Decoding glycosylation potential from protein structure across human glycoproteins with a multi-view recurrent neural network

bioRxiv [Preprint]. 2024 May 23:2024.05.15.594334. doi: 10.1101/2024.05.15.594334.

Abstract

Glycosylation is described as a non-templated biosynthesis. Yet, the template-free premise is antithetical to the observation that different N-glycans are consistently placed at specific sites. It has been proposed that glycosite-proximal protein structures could constrain glycosylation and explain the observed microheterogeneity. Using site-specific glycosylation data, we trained a hybrid neural network to parse glycosites (recurrent neural network) and match them to feasible N-glycosylation events (graph neural network).
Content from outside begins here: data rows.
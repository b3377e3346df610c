use bytes::Bytes;
use tokio::fs::File;
use tokio::io::AsyncRead;

/// HTTP status codes produced by the server.
#[derive(Debug, Clone, Copy, PartialEq, Eq)]
pub enum StatusCode {
    /// 200 OK
    Ok,
    /// 301 Moved Permanently
    MovedPermanently,
    /// 304 Not Modified
    NotModified,
    /// 400 Bad Request
    BadRequest,
    /// 403 Forbidden
    Forbidden,
    /// 404 Not Found
    NotFound,
    /// 405 Method Not Allowed
    MethodNotAllowed,
    /// 408 Request Timeout
    RequestTimeout,
    /// 413 Payload Too Large
    PayloadTooLarge,
    /// 431 Request Header Fields Too Large
    RequestHeaderFieldsTooLarge,
    /// 500 Internal Server Error
    InternalServerError,
    /// 501 Not Implemented
    NotImplemented,
    /// 505 HTTP Version Not Supported
    HttpVersionNotSupported,
}

impl StatusCode {
    /// Returns the numeric HTTP status code.
    ///
    /// # Example
    ///
    /// ```
    /// # use harbor::http::response::StatusCode;
    /// assert_eq!(StatusCode::Ok.as_u16(), 200);
    /// assert_eq!(StatusCode::NotFound.as_u16(), 404);
    /// ```
    pub fn as_u16(&self) -> u16 {
        match self {
            StatusCode::Ok => 200,
            StatusCode::MovedPermanently => 301,
            StatusCode::NotModified => 304,
            StatusCode::BadRequest => 400,
            StatusCode::Forbidden => 403,
            StatusCode::NotFound => 404,
            StatusCode::MethodNotAllowed => 405,
            StatusCode::RequestTimeout => 408,
            StatusCode::PayloadTooLarge => 413,
            StatusCode::RequestHeaderFieldsTooLarge => 431,
            StatusCode::InternalServerError => 500,
            StatusCode::NotImplemented => 501,
            StatusCode::HttpVersionNotSupported => 505,
        }
    }

    /// Returns the standard HTTP reason phrase for this status code.
    ///
    /// # Example
    ///
    /// ```
    /// # use harbor::http::response::StatusCode;
    /// assert_eq!(StatusCode::Ok.reason_phrase(), "OK");
    /// assert_eq!(StatusCode::NotFound.reason_phrase(), "Not Found");
    /// ```
    pub fn reason_phrase(&self) -> &'static str {
        match self {
            StatusCode::Ok => "OK",
            StatusCode::MovedPermanently => "Moved Permanently",
            StatusCode::NotModified => "Not Modified",
            StatusCode::BadRequest => "Bad Request",
            StatusCode::Forbidden => "Forbidden",
            StatusCode::NotFound => "Not Found",
            StatusCode::MethodNotAllowed => "Method Not Allowed",
            StatusCode::RequestTimeout => "Request Timeout",
            StatusCode::PayloadTooLarge => "Payload Too Large",
            StatusCode::RequestHeaderFieldsTooLarge => "Request Header Fields Too Large",
            StatusCode::InternalServerError => "Internal Server Error",
            StatusCode::NotImplemented => "Not Implemented",
            StatusCode::HttpVersionNotSupported => "HTTP Version Not Supported",
        }
    }

    /// 304 responses never carry a body or a Content-Length.
    pub fn allows_body(&self) -> bool {
        !matches!(self, StatusCode::NotModified)
    }
}

/// Where the response payload comes from.
pub enum Body {
    Empty,
    Bytes(Bytes),
    /// An open file streamed up to `len` bytes.
    File { file: File, len: u64 },
    /// Generated content of unknown length.
    Stream(Box<dyn AsyncRead + Send + Unpin>),
}

impl Body {
    /// Length to declare in Content-Length, if known up front.
    pub fn len(&self) -> Option<u64> {
        match self {
            Body::Empty => Some(0),
            Body::Bytes(bytes) => Some(bytes.len() as u64),
            Body::File { len, .. } => Some(*len),
            Body::Stream(_) => None,
        }
    }

    pub fn is_empty(&self) -> bool {
        self.len() == Some(0)
    }
}

impl std::fmt::Debug for Body {
    fn fmt(&self, f: &mut std::fmt::Formatter<'_>) -> std::fmt::Result {
        match self {
            Body::Empty => f.write_str("Empty"),
            Body::Bytes(bytes) => f.debug_tuple("Bytes").field(&bytes.len()).finish(),
            Body::File { len, .. } => f.debug_struct("File").field("len", len).finish(),
            Body::Stream(_) => f.write_str("Stream"),
        }
    }
}

/// Represents a complete HTTP response ready to be sent to a client.
///
/// Framing headers (`Content-Length`, `Transfer-Encoding`, `Connection`) are
/// derived by the writer from the body and connection state.
#[derive(Debug)]
pub struct Response {
    /// The HTTP status code
    pub status: StatusCode,
    /// Headers in the order they were added
    pub headers: Vec<(String, String)>,
    /// Response payload
    pub body: Body,
}

/// Builder for constructing HTTP responses in a fluent style.
///
/// # Example
///
/// ```ignore
/// let response = ResponseBuilder::new(StatusCode::Ok)
///     .header("Content-Type", "application/json")
///     .body(b"{}".to_vec())
///     .build();
/// ```
pub struct ResponseBuilder {
    status: StatusCode,
    headers: Vec<(String, String)>,
    body: Body,
}

impl ResponseBuilder {
    /// Creates a new response builder with the specified status code.
    pub fn new(status: StatusCode) -> Self {
        Self {
            status,
            headers: Vec::new(),
            body: Body::Empty,
        }
    }

    /// Adds or replaces a header.
    ///
    /// A header that is already present (compared case-insensitively) keeps
    /// its position and takes the new value.
    pub fn header(mut self, key: impl Into<String>, value: impl Into<String>) -> Self {
        let key = key.into();
        let value = value.into();
        match self.headers.iter_mut().find(|(k, _)| k.eq_ignore_ascii_case(&key)) {
            Some(existing) => existing.1 = value,
            None => self.headers.push((key, value)),
        }
        self
    }

    /// Sets an in-memory body.
    pub fn body(mut self, body: impl Into<Bytes>) -> Self {
        self.body = Body::Bytes(body.into());
        self
    }

    /// Streams `len` bytes of `file`.
    pub fn file(mut self, file: File, len: u64) -> Self {
        self.body = Body::File { file, len };
        self
    }

    /// Streams a body whose length is not known in advance.
    pub fn stream(mut self, reader: impl AsyncRead + Send + Unpin + 'static) -> Self {
        self.body = Body::Stream(Box::new(reader));
        self
    }

    /// Builds the final Response.
    pub fn build(self) -> Response {
        Response {
            status: self.status,
            headers: self.headers,
            body: self.body,
        }
    }
}

impl Response {
    /// Creates a plain-text error response such as `404 Not Found`.
    pub fn error(status: StatusCode) -> Self {
        let body = format!("{} {}", status.as_u16(), status.reason_phrase());
        ResponseBuilder::new(status)
            .header("Content-Type", "text/plain; charset=utf-8")
            .body(body)
            .build()
    }

    /// Creates a 404 Not Found response.
    pub fn not_found() -> Self {
        Self::error(StatusCode::NotFound)
    }

    /// Creates a 403 Forbidden response.
    pub fn forbidden() -> Self {
        Self::error(StatusCode::Forbidden)
    }

    /// Creates a 500 Internal Server Error response.
    pub fn internal_error() -> Self {
        Self::error(StatusCode::InternalServerError)
    }

    /// Value of the first header named `key` (case-insensitive).
    pub fn header(&self, key: &str) -> Option<&str> {
        self.headers
            .iter()
            .find(|(k, _)| k.eq_ignore_ascii_case(key))
            .map(|(_, v)| v.as_str())
    }
}
//! Hands accepted connections to units of concurrent execution.
//!
//! The acceptor only knows the [`Dispatcher`] trait; the concurrency strategy
//! is chosen at startup. Each strategy applies a single capacity policy:
//!
//! - [`SpawnDispatcher`]: a task per connection, refused outright at the limit.
//! - [`PoolDispatcher`]: a fixed set of workers fed by a bounded queue,
//!   refused when the queue is full.

use std::sync::Arc;

use thiserror::Error;
use tokio::net::TcpStream;
use tokio::sync::{Mutex, mpsc};
use tracing::{debug, error, warn};

use crate::http::connection::{Connection, Transport};
use crate::server::tracker::{ConnectionGuard, ConnectionTracker};

#[derive(Debug, Error)]
pub enum DispatchError {
    #[error("connection limit of {0} reached")]
    AtCapacity(usize),
    #[error("worker queue is full")]
    QueueFull,
    #[error("dispatcher is shut down")]
    Closed,
}

pub trait Dispatcher<S = TcpStream>: Send + Sync {
    /// Schedules `conn` without waiting for it to be served.
    ///
    /// A refused connection is dropped, which closes it.
    fn dispatch(&self, conn: Connection<S>) -> Result<(), DispatchError>;
}

/// Serves one connection, logging how it ended.
async fn serve<S: Transport>(mut conn: Connection<S>, guard: ConnectionGuard) {
    let peer = conn.peer();
    debug!(connection_id = %guard.id(), %peer, "Serving connection");
    if let Err(e) = conn.run().await {
        warn!(connection_id = %guard.id(), %peer, error = %e, "Connection error");
    }
}

pub struct SpawnDispatcher {
    tracker: ConnectionTracker,
    limit: usize,
}

impl SpawnDispatcher {
    pub fn new(tracker: ConnectionTracker, limit: usize) -> Self {
        Self { tracker, limit }
    }
}

impl<S: Transport> Dispatcher<S> for SpawnDispatcher {
    fn dispatch(&self, conn: Connection<S>) -> Result<(), DispatchError> {
        let guard = self
            .tracker
            .try_acquire(self.limit)
            .ok_or(DispatchError::AtCapacity(self.limit))?;

        // A panic ends only this task; the guard is released while unwinding.
        tokio::spawn(serve(conn, guard));
        Ok(())
    }
}

struct Job<S> {
    conn: Connection<S>,
    guard: ConnectionGuard,
}

pub struct PoolDispatcher<S = TcpStream> {
    queue: mpsc::Sender<Job<S>>,
    tracker: ConnectionTracker,
    limit: usize,
}

impl<S: Transport> PoolDispatcher<S> {
    /// Starts `workers` workers behind a queue of `queue_capacity` slots.
    ///
    /// Workers exit once the dispatcher is dropped and the queue is empty.
    pub fn new(workers: usize, queue_capacity: usize, tracker: ConnectionTracker) -> Self {
        let (tx, rx) = mpsc::channel(queue_capacity);
        let rx = Arc::new(Mutex::new(rx));

        for worker in 0..workers {
            let rx = Arc::clone(&rx);
            tokio::spawn(async move {
                loop {
                    let job = rx.lock().await.recv().await;
                    let Some(Job { conn, guard }) = job else {
                        break;
                    };

                    let peer = conn.peer();
                    // Served in its own task so a panic cannot take the worker down.
                    if let Err(e) = tokio::spawn(serve(conn, guard)).await {
                        error!(worker, %peer, error = %e, "Connection task failed");
                    }
                }
                debug!(worker, "Worker exiting");
            });
        }

        Self {
            queue: tx,
            tracker,
            limit: workers + queue_capacity,
        }
    }
}

impl<S: Transport> Dispatcher<S> for PoolDispatcher<S> {
    fn dispatch(&self, conn: Connection<S>) -> Result<(), DispatchError> {
        let guard = self
            .tracker
            .try_acquire(self.limit)
            .ok_or(DispatchError::QueueFull)?;

        self.queue
            .try_send(Job { conn, guard })
            .map_err(|e| match e {
                mpsc::error::TrySendError::Full(_) => DispatchError::QueueFull,
                mpsc::error::TrySendError::Closed(_) => DispatchError::Closed,
            })
    }
}
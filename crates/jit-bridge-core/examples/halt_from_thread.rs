//! Runs an endless counting loop on a worker thread and stops it from the
//! main thread through a [`HaltHandle`](jit_bridge_core::HaltHandle).

use std::sync::Arc;
use std::thread;
use std::time::{Duration, Instant};

use jit_bridge_core::{Cpu, EngineConfig, MemoryBackend, ScriptedEngine, WindowedMemory};
use log as _;
use parking_lot as _;
use proptest as _;
use rstest as _;
#[cfg(feature = "serde")]
use serde as _;
use thiserror as _;

const ENTRY: u64 = 0x1000;

fn main() -> Result<(), Box<dyn std::error::Error>> {
    let memory = Arc::new(WindowedMemory::default());
    // loop: ADD X0, X0, #1 ; B loop
    memory.write_u32(ENTRY, 0x9100_0400);
    memory.write_u32(ENTRY + 4, 0x17FF_FFFF);

    let cpu = Arc::new(Cpu::new(
        memory,
        ScriptedEngine::init,
        EngineConfig::default(),
    )?);
    cpu.set_pc(ENTRY);
    let halt = cpu.halt_handle();

    let worker = {
        let cpu = Arc::clone(&cpu);
        thread::spawn(move || cpu.run())
    };

    while !halt.is_running() {
        thread::yield_now();
    }
    let started = Instant::now();
    thread::sleep(Duration::from_millis(50));
    let requested = halt.halt();

    let outcome = worker.join().map_err(|_| "worker thread panicked")?;
    println!(
        "stopped after {:?} (requested={requested}): reason={:?} pc={:#x} x0={}",
        started.elapsed(),
        outcome.reason,
        outcome.pc,
        cpu.register(0)
    );
    Ok(())
}
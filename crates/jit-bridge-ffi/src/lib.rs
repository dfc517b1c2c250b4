//! C ABI over `jit-bridge-core`.
//!
//! Only opaque pointers and fixed-width integers cross this boundary. Every
//! entry point tolerates a NULL instance and contains panics, degrading to
//! zero or a no-op; a NULL result from [`jit_bridge_create`] is the only error
//! signal.

use std::ffi::c_void;
use std::panic::{self, AssertUnwindSafe};
use std::ptr;
use std::sync::{Arc, OnceLock};

use jit_bridge_core::{
    Cpu, Engine, EngineConfig, EngineError, EngineInit, EngineParts, MemoryBackend,
};

/// Backend 8-bit read entry point.
pub type ReadU8Fn = unsafe extern "C" fn(handle: *mut c_void, vaddr: u64) -> u8;
/// Backend 16-bit read entry point.
pub type ReadU16Fn = unsafe extern "C" fn(handle: *mut c_void, vaddr: u64) -> u16;
/// Backend 32-bit read entry point.
pub type ReadU32Fn = unsafe extern "C" fn(handle: *mut c_void, vaddr: u64) -> u32;
/// Backend 64-bit read entry point.
pub type ReadU64Fn = unsafe extern "C" fn(handle: *mut c_void, vaddr: u64) -> u64;
/// Backend 8-bit write entry point.
pub type WriteU8Fn = unsafe extern "C" fn(handle: *mut c_void, vaddr: u64, value: u8);
/// Backend 16-bit write entry point.
pub type WriteU16Fn = unsafe extern "C" fn(handle: *mut c_void, vaddr: u64, value: u16);
/// Backend 32-bit write entry point.
pub type WriteU32Fn = unsafe extern "C" fn(handle: *mut c_void, vaddr: u64, value: u32);
/// Backend 64-bit write entry point.
pub type WriteU64Fn = unsafe extern "C" fn(handle: *mut c_void, vaddr: u64, value: u64);

/// Entry points of the host's memory backend. All must be non-NULL.
#[repr(C)]
#[derive(Debug, Clone, Copy, Default)]
pub struct JitMemoryOps {
    pub read_u8: Option<ReadU8Fn>,
    pub read_u16: Option<ReadU16Fn>,
    pub read_u32: Option<ReadU32Fn>,
    pub read_u64: Option<ReadU64Fn>,
    pub write_u8: Option<WriteU8Fn>,
    pub write_u16: Option<WriteU16Fn>,
    pub write_u32: Option<WriteU32Fn>,
    pub write_u64: Option<WriteU64Fn>,
}

/// Host backend reached through an opaque handle and its entry points.
///
/// The handle is passed through untouched on every call.
struct ForeignMemory {
    handle: *mut c_void,
    read_u8: ReadU8Fn,
    read_u16: ReadU16Fn,
    read_u32: ReadU32Fn,
    read_u64: ReadU64Fn,
    write_u8: WriteU8Fn,
    write_u16: WriteU16Fn,
    write_u32: WriteU32Fn,
    write_u64: WriteU64Fn,
}

// SAFETY: the backend contract requires its entry points to be callable with
// this handle from whichever thread executes the engine.
unsafe impl Send for ForeignMemory {}
// SAFETY: see above; the bridge never dereferences the handle itself.
unsafe impl Sync for ForeignMemory {}

impl ForeignMemory {
    fn new(handle: *mut c_void, ops: &JitMemoryOps) -> Option<Self> {
        Some(Self {
            handle,
            read_u8: ops.read_u8?,
            read_u16: ops.read_u16?,
            read_u32: ops.read_u32?,
            read_u64: ops.read_u64?,
            write_u8: ops.write_u8?,
            write_u16: ops.write_u16?,
            write_u32: ops.write_u32?,
            write_u64: ops.write_u64?,
        })
    }
}

impl MemoryBackend for ForeignMemory {
    fn read_u8(&self, vaddr: u64) -> u8 {
        unsafe { (self.read_u8)(self.handle, vaddr) }
    }

    fn read_u16(&self, vaddr: u64) -> u16 {
        unsafe { (self.read_u16)(self.handle, vaddr) }
    }

    fn read_u32(&self, vaddr: u64) -> u32 {
        unsafe { (self.read_u32)(self.handle, vaddr) }
    }

    fn read_u64(&self, vaddr: u64) -> u64 {
        unsafe { (self.read_u64)(self.handle, vaddr) }
    }

    fn write_u8(&self, vaddr: u64, value: u8) {
        unsafe { (self.write_u8)(self.handle, vaddr, value) }
    }

    fn write_u16(&self, vaddr: u64, value: u16) {
        unsafe { (self.write_u16)(self.handle, vaddr, value) }
    }

    fn write_u32(&self, vaddr: u64, value: u32) {
        unsafe { (self.write_u32)(self.handle, vaddr, value) }
    }

    fn write_u64(&self, vaddr: u64, value: u64) {
        unsafe { (self.write_u64)(self.handle, vaddr, value) }
    }
}

/// Opaque CPU instance handed to C callers.
pub struct JitCpu {
    cpu: Cpu<ForeignMemory>,
}

static ENGINE: OnceLock<EngineInit> = OnceLock::new();

/// Installs the process-wide engine constructor used by [`jit_bridge_create`].
///
/// Returns `false` if an engine was already installed; the first one wins.
pub fn install_engine(init: EngineInit) -> bool {
    let installed = ENGINE.set(init).is_ok();
    if !installed {
        log::warn!("engine already installed; keeping the first constructor");
    }
    installed
}

fn engine_unavailable(_parts: EngineParts) -> Result<Box<dyn Engine>, EngineError> {
    Err(EngineError::Unavailable)
}

fn contained<T>(name: &str, default: T, op: impl FnOnce() -> T) -> T {
    panic::catch_unwind(AssertUnwindSafe(op)).unwrap_or_else(|_| {
        log::error!("panic contained in {name}");
        default
    })
}

/// # Safety
///
/// `cpu` must be NULL or a live pointer returned by [`jit_bridge_create`].
unsafe fn with_cpu<T>(
    name: &str,
    cpu: *const JitCpu,
    default: T,
    op: impl FnOnce(&Cpu<ForeignMemory>) -> T,
) -> T {
    match cpu.as_ref() {
        Some(instance) => contained(name, default, || op(&instance.cpu)),
        None => default,
    }
}

/// Creates a CPU instance whose memory accesses go to `handle` through `ops`.
///
/// Returns NULL when `ops` is NULL or incomplete, when no engine is
/// installed, or when the engine fails to construct.
///
/// # Safety
///
/// `ops` must be NULL or point to a valid [`JitMemoryOps`]. `handle` must stay
/// valid for the entry points until the instance is destroyed.
#[no_mangle]
pub unsafe extern "C" fn jit_bridge_create(
    handle: *mut c_void,
    ops: *const JitMemoryOps,
) -> *mut JitCpu {
    let Some(ops) = ops.as_ref().copied() else {
        log::warn!("jit_bridge_create: NULL memory ops");
        return ptr::null_mut();
    };
    contained("jit_bridge_create", ptr::null_mut(), || {
        let Some(memory) = ForeignMemory::new(handle, &ops) else {
            log::warn!("jit_bridge_create: incomplete memory ops");
            return ptr::null_mut();
        };
        let init = ENGINE.get().copied().unwrap_or(engine_unavailable);
        match Cpu::new(Arc::new(memory), init, EngineConfig::default()) {
            Ok(cpu) => Box::into_raw(Box::new(JitCpu { cpu })),
            Err(err) => {
                log::warn!("jit_bridge_create: {err}");
                ptr::null_mut()
            }
        }
    })
}

/// Destroys an instance. NULL is ignored.
///
/// # Safety
///
/// `cpu` must be NULL or a pointer from [`jit_bridge_create`] that has not
/// been destroyed, and no other call on it may be in progress.
#[no_mangle]
pub unsafe extern "C" fn jit_bridge_destroy(cpu: *mut JitCpu) {
    if cpu.is_null() {
        return;
    }
    let instance = Box::from_raw(cpu);
    contained("jit_bridge_destroy", (), move || drop(instance));
}

/// Runs until the engine stops and returns the resulting PC.
///
/// # Safety
///
/// `cpu` must be NULL or a live instance.
#[no_mangle]
pub unsafe extern "C" fn jit_bridge_run(cpu: *mut JitCpu) -> u64 {
    with_cpu("jit_bridge_run", cpu, 0, |cpu| cpu.run().pc)
}

/// Executes one instruction and returns the resulting PC.
///
/// # Safety
///
/// `cpu` must be NULL or a live instance.
#[no_mangle]
pub unsafe extern "C" fn jit_bridge_step(cpu: *mut JitCpu) -> u64 {
    with_cpu("jit_bridge_step", cpu, 0, |cpu| cpu.step().pc)
}

/// Asks a running instance to stop; safe to call from another thread while
/// [`jit_bridge_run`] is executing.
///
/// # Safety
///
/// `cpu` must be NULL or a live instance.
#[no_mangle]
pub unsafe extern "C" fn jit_bridge_halt(cpu: *mut JitCpu) {
    with_cpu("jit_bridge_halt", cpu, (), Cpu::halt);
}

/// Reads `X{index}`; indices above 30 read as zero.
///
/// # Safety
///
/// `cpu` must be NULL or a live instance.
#[no_mangle]
pub unsafe extern "C" fn jit_bridge_get_x(cpu: *mut JitCpu, index: u32) -> u64 {
    with_cpu("jit_bridge_get_x", cpu, 0, |cpu| cpu.register(index))
}

/// Writes `X{index}`; indices above 30 are ignored.
///
/// # Safety
///
/// `cpu` must be NULL or a live instance.
#[no_mangle]
pub unsafe extern "C" fn jit_bridge_set_x(cpu: *mut JitCpu, index: u32, value: u64) {
    with_cpu("jit_bridge_set_x", cpu, (), |cpu| cpu.set_register(index, value));
}

/// Reads the stack pointer.
///
/// # Safety
///
/// `cpu` must be NULL or a live instance.
#[no_mangle]
pub unsafe extern "C" fn jit_bridge_get_sp(cpu: *mut JitCpu) -> u64 {
    with_cpu("jit_bridge_get_sp", cpu, 0, Cpu::sp)
}

/// Writes the stack pointer.
///
/// # Safety
///
/// `cpu` must be NULL or a live instance.
#[no_mangle]
pub unsafe extern "C" fn jit_bridge_set_sp(cpu: *mut JitCpu, value: u64) {
    with_cpu("jit_bridge_set_sp", cpu, (), |cpu| cpu.set_sp(value));
}

/// Reads the program counter.
///
/// # Safety
///
/// `cpu` must be NULL or a live instance.
#[no_mangle]
pub unsafe extern "C" fn jit_bridge_get_pc(cpu: *mut JitCpu) -> u64 {
    with_cpu("jit_bridge_get_pc", cpu, 0, Cpu::pc)
}

/// Writes the program counter.
///
/// # Safety
///
/// `cpu` must be NULL or a live instance.
#[no_mangle]
pub unsafe extern "C" fn jit_bridge_set_pc(cpu: *mut JitCpu, value: u64) {
    with_cpu("jit_bridge_set_pc", cpu, (), |cpu| cpu.set_pc(value));
}

/// Writes 32 bits straight to the backend without involving the engine.
///
/// # Safety
///
/// `cpu` must be NULL or a live instance.
#[no_mangle]
pub unsafe extern "C" fn jit_bridge_write_u32(cpu: *mut JitCpu, vaddr: u64, value: u32) {
    with_cpu("jit_bridge_write_u32", cpu, (), |cpu| cpu.write_u32(vaddr, value));
}

/// Exclusive reservation placeholder; has no effect.
///
/// # Safety
///
/// `cpu` must be NULL or a live instance.
#[no_mangle]
pub unsafe extern "C" fn jit_bridge_mark_exclusive(cpu: *mut JitCpu, vaddr: u64, size: u32) {
    with_cpu("jit_bridge_mark_exclusive", cpu, (), |cpu| {
        cpu.mark_exclusive(vaddr, size);
    });
}

/// Clears the engine's exclusive monitor.
///
/// # Safety
///
/// `cpu` must be NULL or a live instance.
#[no_mangle]
pub unsafe extern "C" fn jit_bridge_clear_exclusive(cpu: *mut JitCpu) {
    with_cpu("jit_bridge_clear_exclusive", cpu, (), Cpu::clear_exclusive);
}
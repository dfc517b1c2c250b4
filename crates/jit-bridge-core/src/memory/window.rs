//! Self-contained byte window standing in for an external address space.
//!
//! Only accesses that fall entirely inside the window touch storage. Every
//! other read returns zero and every other write is dropped, so a stray
//! access never faults.

use parking_lot::Mutex;

use crate::MemoryBackend;

/// Default first mapped address.
pub const DEFAULT_WINDOW_BASE: u64 = 0x1000;
/// Default window size in bytes (4 KiB).
pub const DEFAULT_WINDOW_SIZE: usize = 0x1000;

/// Fixed, zero-initialized, little-endian memory window.
#[derive(Debug)]
pub struct WindowedMemory {
    base: u64,
    bytes: Mutex<Box<[u8]>>,
}

impl Default for WindowedMemory {
    fn default() -> Self {
        Self::new(DEFAULT_WINDOW_BASE, DEFAULT_WINDOW_SIZE)
    }
}

impl WindowedMemory {
    /// Allocates `size` zeroed bytes mapped at `base`.
    #[must_use]
    pub fn new(base: u64, size: usize) -> Self {
        Self {
            base,
            bytes: Mutex::new(vec![0; size].into_boxed_slice()),
        }
    }

    /// First mapped address.
    #[must_use]
    pub const fn base(&self) -> u64 {
        self.base
    }

    /// Window size in bytes.
    #[must_use]
    pub fn size(&self) -> usize {
        self.bytes.lock().len()
    }

    /// Returns `true` when every byte of `[vaddr, vaddr + len)` is mapped.
    #[must_use]
    pub fn contains(&self, vaddr: u64, len: usize) -> bool {
        self.offset(vaddr, len, self.size()).is_some()
    }

    /// Copies `data` into the window starting at `vaddr`.
    ///
    /// Returns `false` and leaves the window untouched when any byte would
    /// fall outside it.
    pub fn load(&self, vaddr: u64, data: &[u8]) -> bool {
        let mut bytes = self.bytes.lock();
        let Some(start) = self.offset(vaddr, data.len(), bytes.len()) else {
            return false;
        };
        bytes[start..start + data.len()].copy_from_slice(data);
        true
    }

    /// Copies out `len` bytes starting at `vaddr`, or `None` when unmapped.
    #[must_use]
    pub fn dump(&self, vaddr: u64, len: usize) -> Option<Vec<u8>> {
        let bytes = self.bytes.lock();
        let start = self.offset(vaddr, len, bytes.len())?;
        Some(bytes[start..start + len].to_vec())
    }

    fn offset(&self, vaddr: u64, len: usize, size: usize) -> Option<usize> {
        let start = usize::try_from(vaddr.checked_sub(self.base)?).ok()?;
        let end = start.checked_add(len)?;
        (end <= size).then_some(start)
    }

    fn read<const N: usize>(&self, vaddr: u64) -> [u8; N] {
        let mut out = [0; N];
        let bytes = self.bytes.lock();
        let Some(start) = self.offset(vaddr, N, bytes.len()) else {
            drop(bytes);
            log::trace!("unmapped {}-bit read at {vaddr:#x}", N * 8);
            return out;
        };
        out.copy_from_slice(&bytes[start..start + N]);
        drop(bytes);
        out
    }

    fn write<const N: usize>(&self, vaddr: u64, value: [u8; N]) {
        let mut bytes = self.bytes.lock();
        let Some(start) = self.offset(vaddr, N, bytes.len()) else {
            drop(bytes);
            log::trace!("dropping unmapped {}-bit write at {vaddr:#x}", N * 8);
            return;
        };
        bytes[start..start + N].copy_from_slice(&value);
        drop(bytes);
    }
}

impl MemoryBackend for WindowedMemory {
    fn read_u8(&self, vaddr: u64) -> u8 {
        u8::from_le_bytes(self.read(vaddr))
    }

    fn read_u16(&self, vaddr: u64) -> u16 {
        u16::from_le_bytes(self.read(vaddr))
    }

    fn read_u32(&self, vaddr: u64) -> u32 {
        u32::from_le_bytes(self.read(vaddr))
    }

    fn read_u64(&self, vaddr: u64) -> u64 {
        u64::from_le_bytes(self.read(vaddr))
    }

    fn write_u8(&self, vaddr: u64, value: u8) {
        self.write(vaddr, value.to_le_bytes());
    }

    fn write_u16(&self, vaddr: u64, value: u16) {
        self.write(vaddr, value.to_le_bytes());
    }

    fn write_u32(&self, vaddr: u64, value: u32) {
        self.write(vaddr, value.to_le_bytes());
    }

    fn write_u64(&self, vaddr: u64, value: u64) {
        self.write(vaddr, value.to_le_bytes());
    }
}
From glycosite-flanking sequences, the algorithm predicts most human N-glycosylation events documented in the GlyConnect database and proposed structures corresponding to observed monosaccharide composition of the glycans at these sites. The algorithm also recapitulated glycosylation in Enhanced Aromatic Sequons, SARS-CoV-2 spike, and IgG3 variants, thus demonstrating the ability of the algorithm to predict both glycan structure and abundance. Thus, protein structure constrains glycosylation, and the neural network enables predictive in silico glycosylation of uncharacterized or novel protein sequences and genetic variants.

Publication types

  • Preprint